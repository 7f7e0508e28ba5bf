//! # Credit Ledger
//!
//! Per-customer credit accounts, derived on demand from the sale and
//! payment history - never stored.
//!
//! ## Aggregation
//! ```text
//! ┌─────────────────────────────────────────────────────────────────────┐
//! │            balance = owed − paid, per phone key                     │
//! │                                                                     │
//! │  owed  = Σ credit-sale totals      (cart sales on credit)           │
//! │        + Σ manual credit amounts   (credit sales with no lines)     │
//! │  paid  = Σ payment amounts                                          │
//! │                                                                     │
//! │  Recomputed from the full history every time. There is no stored    │
//! │  balance column to drift out of sync.                               │
//! └─────────────────────────────────────────────────────────────────────┘
//! ```
//!
//! A balance can go negative (overpayment) and that is a valid state,
//! shown as the shop owing the customer.

use std::collections::BTreeMap;

use chrono::{DateTime, Utc};
use serde::Serialize;

use crate::money::Money;
use crate::types::{CreditPayment, Customer, Sale, TenderType};

// =============================================================================
// Phone Label Parsing
// =============================================================================

/// Extracts the bare phone key from a customer label.
///
/// The credit screen offers customers as `"Name (612345)"`; picking one
/// puts that whole label in the input. This recovers the key:
/// a trailing parenthesized token wins, otherwise the trimmed input is
/// taken as the phone itself.
///
/// ## Example
/// ```rust
/// use mato_core::ledger::extract_phone;
///
/// assert_eq!(extract_phone("Amina (612345)"), "612345");
/// assert_eq!(extract_phone("612345"), "612345");
/// assert_eq!(extract_phone(" 612345 "), "612345");
/// ```
pub fn extract_phone(label: &str) -> String {
    let label = label.trim();
    if let Some(open) = label.rfind('(') {
        if let Some(inner) = label[open + 1..].strip_suffix(')') {
            let inner = inner.trim();
            if !inner.is_empty() {
                return inner.to_string();
            }
        }
    }
    label.to_string()
}

// =============================================================================
// Credit Account
// =============================================================================

/// A derived credit account for one phone key.
#[derive(Debug, Clone, Serialize)]
pub struct CreditAccount {
    pub phone: String,
    /// Display name from the customer directory, when known.
    pub name: Option<String>,
    pub owed: Money,
    pub paid: Money,
    pub balance: Money,
}

impl CreditAccount {
    /// Accounts at exactly zero are settled and hidden from the default
    /// listing (they still show up under an explicit search).
    pub fn has_balance(&self) -> bool {
        !self.balance.is_zero()
    }

    /// "Name (phone)" when a name is known, else the bare phone.
    pub fn display_label(&self) -> String {
        match &self.name {
            Some(name) if !name.is_empty() => format!("{} ({})", name, self.phone),
            _ => self.phone.clone(),
        }
    }
}

/// Builds the full account list from history, sorted by descending
/// balance (biggest debtors first), ties by phone.
///
/// Credit sales without a phone key are skipped - checkout refuses to
/// create them, so any such row predates that rule and has no account
/// to land in.
pub fn build_accounts(
    sales: &[Sale],
    payments: &[CreditPayment],
    customers: &[Customer],
) -> Vec<CreditAccount> {
    let mut owed: BTreeMap<String, Money> = BTreeMap::new();
    let mut paid: BTreeMap<String, Money> = BTreeMap::new();

    for sale in sales {
        if sale.tender != TenderType::Credit {
            continue;
        }
        let Some(phone) = sale.customer.as_deref().filter(|p| !p.is_empty()) else {
            continue;
        };
        *owed.entry(phone.to_string()).or_default() += sale.total();
    }
    for payment in payments {
        *paid.entry(payment.phone.clone()).or_default() += payment.amount();
    }

    let mut phones: Vec<String> = owed.keys().chain(paid.keys()).cloned().collect();
    phones.sort();
    phones.dedup();

    let mut accounts: Vec<CreditAccount> = phones
        .into_iter()
        .map(|phone| {
            let owed = owed.get(&phone).copied().unwrap_or_default();
            let paid = paid.get(&phone).copied().unwrap_or_default();
            let name = customers
                .iter()
                .find(|c| c.phone == phone)
                .and_then(|c| c.name.clone());
            CreditAccount {
                phone,
                name,
                owed,
                paid,
                balance: owed - paid,
            }
        })
        .collect();

    accounts.sort_by(|a, b| {
        b.balance
            .cents()
            .cmp(&a.balance.cents())
            .then_with(|| a.phone.cmp(&b.phone))
    });
    accounts
}

// =============================================================================
// Account Statement
// =============================================================================

/// The kind of event on a statement line.
#[derive(Debug, Clone, Copy, PartialEq, Eq, Serialize)]
#[serde(rename_all = "snake_case")]
pub enum StatementKind {
    /// A cart sale taken on credit.
    Sale,
    /// A manual credit grant (no cart lines).
    ManualCredit,
    /// A payment received against the balance.
    Payment,
}

/// One chronological event on a customer's statement.
///
/// Payments carry a negative `amount` so the running sum of a statement
/// is the balance.
#[derive(Debug, Clone, Serialize)]
pub struct StatementEntry {
    pub kind: StatementKind,
    pub amount: Money,
    /// Manual-credit note, when present.
    pub note: Option<String>,
    pub created_at: DateTime<Utc>,
}

/// A customer's full statement with totals.
#[derive(Debug, Clone, Serialize)]
pub struct Statement {
    pub phone: String,
    pub name: Option<String>,
    pub entries: Vec<StatementEntry>,
    pub owed: Money,
    pub paid: Money,
    pub balance: Money,
}

/// Builds one account's statement, oldest event first.
pub fn build_statement(
    phone: &str,
    sales: &[Sale],
    payments: &[CreditPayment],
    customers: &[Customer],
) -> Statement {
    let mut entries: Vec<StatementEntry> = Vec::new();
    let mut owed = Money::zero();
    let mut paid = Money::zero();

    for sale in sales {
        if sale.tender != TenderType::Credit || sale.customer.as_deref() != Some(phone) {
            continue;
        }
        owed += sale.total();
        entries.push(StatementEntry {
            kind: if sale.is_manual_credit() {
                StatementKind::ManualCredit
            } else {
                StatementKind::Sale
            },
            amount: sale.total(),
            note: sale.note.clone(),
            created_at: sale.created_at,
        });
    }
    for payment in payments.iter().filter(|p| p.phone == phone) {
        paid += payment.amount();
        entries.push(StatementEntry {
            kind: StatementKind::Payment,
            amount: Money::zero() - payment.amount(),
            note: None,
            created_at: payment.created_at,
        });
    }

    entries.sort_by_key(|e| e.created_at);

    Statement {
        phone: phone.to_string(),
        name: customers
            .iter()
            .find(|c| c.phone == phone)
            .and_then(|c| c.name.clone()),
        entries,
        owed,
        paid,
        balance: owed - paid,
    }
}

// =============================================================================
// Unit Tests
// =============================================================================

#[cfg(test)]
mod tests {
    use super::*;
    use crate::types::SaleLine;
    use crate::types::Unit;

    fn credit_sale(phone: &str, total: i64, lines: Vec<SaleLine>) -> Sale {
        Sale {
            id: uuid::Uuid::new_v4().to_string(),
            tender: TenderType::Credit,
            total_cents: total,
            profit_cents: 0,
            customer: Some(phone.to_string()),
            shs_amount_cents: None,
            note: None,
            lines,
            created_at: Utc::now(),
        }
    }

    fn payment(phone: &str, amount: i64) -> CreditPayment {
        CreditPayment {
            id: uuid::Uuid::new_v4().to_string(),
            phone: phone.to_string(),
            amount_cents: amount,
            created_at: Utc::now(),
        }
    }

    fn line() -> SaleLine {
        SaleLine {
            product_id: "p1".to_string(),
            name: "Soap".to_string(),
            price_cents: 100,
            cost_cents: 60,
            quantity_milli: 1000,
            unit: Unit::Piece,
        }
    }

    #[test]
    fn test_extract_phone() {
        assert_eq!(extract_phone("Amina (612345)"), "612345");
        assert_eq!(extract_phone("612345"), "612345");
        assert_eq!(extract_phone("  612345  "), "612345");
        assert_eq!(extract_phone("Weird (Name) (99)"), "99");
        assert_eq!(extract_phone("Amina ()"), "Amina ()");
    }

    #[test]
    fn test_balance_combines_sales_credits_and_payments() {
        let sales = vec![
            credit_sale("61", 500, vec![line()]),
            credit_sale("61", 300, vec![]), // manual credit
        ];
        let payments = vec![payment("61", 200)];

        let accounts = build_accounts(&sales, &payments, &[]);
        assert_eq!(accounts.len(), 1);
        assert_eq!(accounts[0].owed, Money::from_cents(800));
        assert_eq!(accounts[0].paid, Money::from_cents(200));
        assert_eq!(accounts[0].balance, Money::from_cents(600));
    }

    #[test]
    fn test_overpayment_goes_negative() {
        let sales = vec![credit_sale("61", 100, vec![line()])];
        let payments = vec![payment("61", 250)];

        let accounts = build_accounts(&sales, &payments, &[]);
        assert_eq!(accounts[0].balance, Money::from_cents(-150));
        assert!(accounts[0].has_balance());
    }

    #[test]
    fn test_settled_account_has_no_balance() {
        let sales = vec![credit_sale("61", 100, vec![line()])];
        let payments = vec![payment("61", 100)];

        let accounts = build_accounts(&sales, &payments, &[]);
        assert!(!accounts[0].has_balance());
    }

    #[test]
    fn test_non_credit_sales_ignored() {
        let mut cash = credit_sale("61", 500, vec![line()]);
        cash.tender = TenderType::Cash;

        let accounts = build_accounts(&[cash], &[], &[]);
        assert!(accounts.is_empty());
    }

    #[test]
    fn test_accounts_sorted_by_balance_descending() {
        let sales = vec![
            credit_sale("11", 100, vec![line()]),
            credit_sale("22", 900, vec![line()]),
        ];

        let accounts = build_accounts(&sales, &[], &[]);
        assert_eq!(accounts[0].phone, "22");
        assert_eq!(accounts[1].phone, "11");
    }

    #[test]
    fn test_account_name_from_directory() {
        let sales = vec![credit_sale("61", 100, vec![line()])];
        let customers = vec![Customer {
            id: "c1".to_string(),
            phone: "61".to_string(),
            name: Some("Amina".to_string()),
            created_at: Utc::now(),
        }];

        let accounts = build_accounts(&sales, &[], &customers);
        assert_eq!(accounts[0].display_label(), "Amina (61)");
    }

    #[test]
    fn test_statement_is_chronological_with_signed_amounts() {
        let mut sale = credit_sale("61", 500, vec![line()]);
        sale.created_at = Utc::now() - chrono::Duration::hours(2);
        let mut grant = credit_sale("61", 300, vec![]);
        grant.note = Some("borrowed for lunch".to_string());
        grant.created_at = Utc::now() - chrono::Duration::hours(1);
        let pay = payment("61", 200);

        let statement = build_statement("61", &[grant, sale], &[pay], &[]);
        assert_eq!(statement.entries.len(), 3);
        assert_eq!(statement.entries[0].kind, StatementKind::Sale);
        assert_eq!(statement.entries[1].kind, StatementKind::ManualCredit);
        assert_eq!(
            statement.entries[1].note.as_deref(),
            Some("borrowed for lunch")
        );
        assert_eq!(statement.entries[2].kind, StatementKind::Payment);
        assert_eq!(statement.entries[2].amount, Money::from_cents(-200));
        assert_eq!(statement.balance, Money::from_cents(600));
    }
}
· · · · ·
| TASK TO COMPLETE |
State the number of lines in the listing above that include "full", and add nothing else.

| RESPONSE |
3